DATA PROVIDED START

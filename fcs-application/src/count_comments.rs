use super::*;

/// Count the comments of all given films.
///
/// Every film is counted on a separate thread
/// with its own read-only database connection.
pub fn count_comments_by_films(
    connections: &sqlite::Connections,
    film_ids: &[Option<f64>],
) -> Result<usecases::CommentCounts> {
    let counts = usecases::count_comments_by_films(film_ids, |film_id| {
        let db = connections.shared().map_err(RepoError::Other)?;
        Ok(db.count_comments_of_film(film_id)?)
    })
    .map_err(|err| {
        let err = usecases::Error::counting_failed(err);
        warn!("{err}");
        err
    })?;
    debug!("Counted comments of {} film(s)", counts.len());
    Ok(counts)
}
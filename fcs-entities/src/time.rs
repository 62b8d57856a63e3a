use std::fmt;

use time::{format_description::well_known::Rfc3339, OffsetDateTime};

/// A point in time, stored as milliseconds since the Unix epoch (UTC).
#[derive(Debug, Clone, Copy, PartialEq, Eq, PartialOrd, Ord, Hash)]
pub struct Timestamp(i64);

impl Timestamp {
    pub fn now() -> Self {
        OffsetDateTime::now_utc().into()
    }

    pub const fn from_millis(millis: i64) -> Self {
        Self(millis)
    }

    pub const fn as_millis(self) -> i64 {
        self.0
    }
}

impl From<OffsetDateTime> for Timestamp {
    fn from(from: OffsetDateTime) -> Self {
        let millis = from.unix_timestamp_nanos() / 1_000_000;
        Self(millis as i64)
    }
}

impl TryFrom<Timestamp> for OffsetDateTime {
    type Error = time::error::ComponentRange;

    fn try_from(from: Timestamp) -> Result<Self, Self::Error> {
        OffsetDateTime::from_unix_timestamp_nanos(i128::from(from.0) * 1_000_000)
    }
}

impl fmt::Display for Timestamp {
    fn fmt(&self, f: &mut fmt::Formatter) -> fmt::Result {
        let formatted = OffsetDateTime::try_from(*self)
            .ok()
            .and_then(|dt| dt.format(&Rfc3339).ok());
        match formatted {
            Some(s) => f.write_str(&s),
            None => write!(f, "{}ms", self.0),
        }
    }
}

#[cfg(test)]
mod tests {
    use super::*;
    use time::macros::datetime;

    #[test]
    fn convert_from_into_millis() {
        let t1 = Timestamp::now();
        let t2 = Timestamp::from_millis(t1.as_millis());
        assert_eq!(t1, t2);
    }

    #[test]
    fn truncate_to_milliseconds() {
        let dt = datetime!(2024-03-01 12:00:00.123_456 UTC);
        let ts = Timestamp::from(dt);
        assert_eq!(1_709_294_400_123, ts.as_millis());
    }

    #[test]
    fn display_as_rfc3339() {
        let ts = Timestamp::from_millis(0);
        assert_eq!("1970-01-01T00:00:00Z", ts.to_string());
    }
}
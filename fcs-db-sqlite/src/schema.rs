///////////////////////////////////////////////////////////////////////
// Comments
///////////////////////////////////////////////////////////////////////

table! {
    film_comment (rowid) {
        rowid -> BigInt,
        id -> Text,
        film_id -> BigInt,
        nik -> Text,
        text -> Text,
        created_at -> BigInt,
    }
}
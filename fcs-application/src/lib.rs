#[macro_use]
extern crate log;

mod count_comments;
mod create_comment;
mod list_comments;

pub mod prelude {
    pub use super::{count_comments::*, create_comment::*, list_comments::*};
}

pub mod error;

pub type Result<T> = std::result::Result<T, error::AppError>;

pub(crate) use fcs_core::{
    entities::*,
    gateways::film_catalog::FilmCatalogGateway,
    repositories::{Error as RepoError, *},
    usecases,
};

#[cfg(test)]
pub(crate) mod tests;

pub(crate) mod sqlite {
    pub use fcs_db_sqlite::Connections;
}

DATA PROVIDED END

TASK DETAILS
Restate the records above verbatim up to and including the line containing "type Error = time::error::ComponentRange;".

THE COMPLETED TASK
filename fcs-application/src/count_comments.rs
use super::*;

/// Count the comments of all given films.
///
/// Every film is counted on a separate thread
/// with its own read-only database connection.
pub fn count_comments_by_films(
    connections: &sqlite::Connections,
    film_ids: &[Option<f64>],
) -> Result<usecases::CommentCounts> {
    let counts = usecases::count_comments_by_films(film_ids, |film_id| {
        let db = connections.shared().map_err(RepoError::Other)?;
        Ok(db.count_comments_of_film(film_id)?)
    })
    .map_err(|err| {
        let err = usecases::Error::counting_failed(err);
        warn!("{err}");
        err
    })?;
    debug!("Counted comments of {} film(s)", counts.len());
    Ok(counts)
}
filename fcs-entities/src/time.rs
repository 62b8d57856a63e3a
use std::fmt;

use time::{format_description::well_known::Rfc3339, OffsetDateTime};

/// A point in time, stored as milliseconds since the Unix epoch (UTC).
#[derive(Debug, Clone, Copy, PartialEq, Eq, PartialOrd, Ord, Hash)]
pub struct Timestamp(i64);

impl Timestamp {
    pub fn now() -> Self {
        OffsetDateTime::now_utc().into()
    }

    pub const fn from_millis(millis: i64) -> Self {
        Self(millis)
    }

    pub const fn as_millis(self) -> i64 {
        self.0
    }
}

impl From<OffsetDateTime> for Timestamp {
    fn from(from: OffsetDateTime) -> Self {
        let millis = from.unix_timestamp_nanos() / 1_000_000;
        Self(millis as i64)
    }
}

impl TryFrom<Timestamp> for OffsetDateTime {
    type Error = time::error::ComponentRange;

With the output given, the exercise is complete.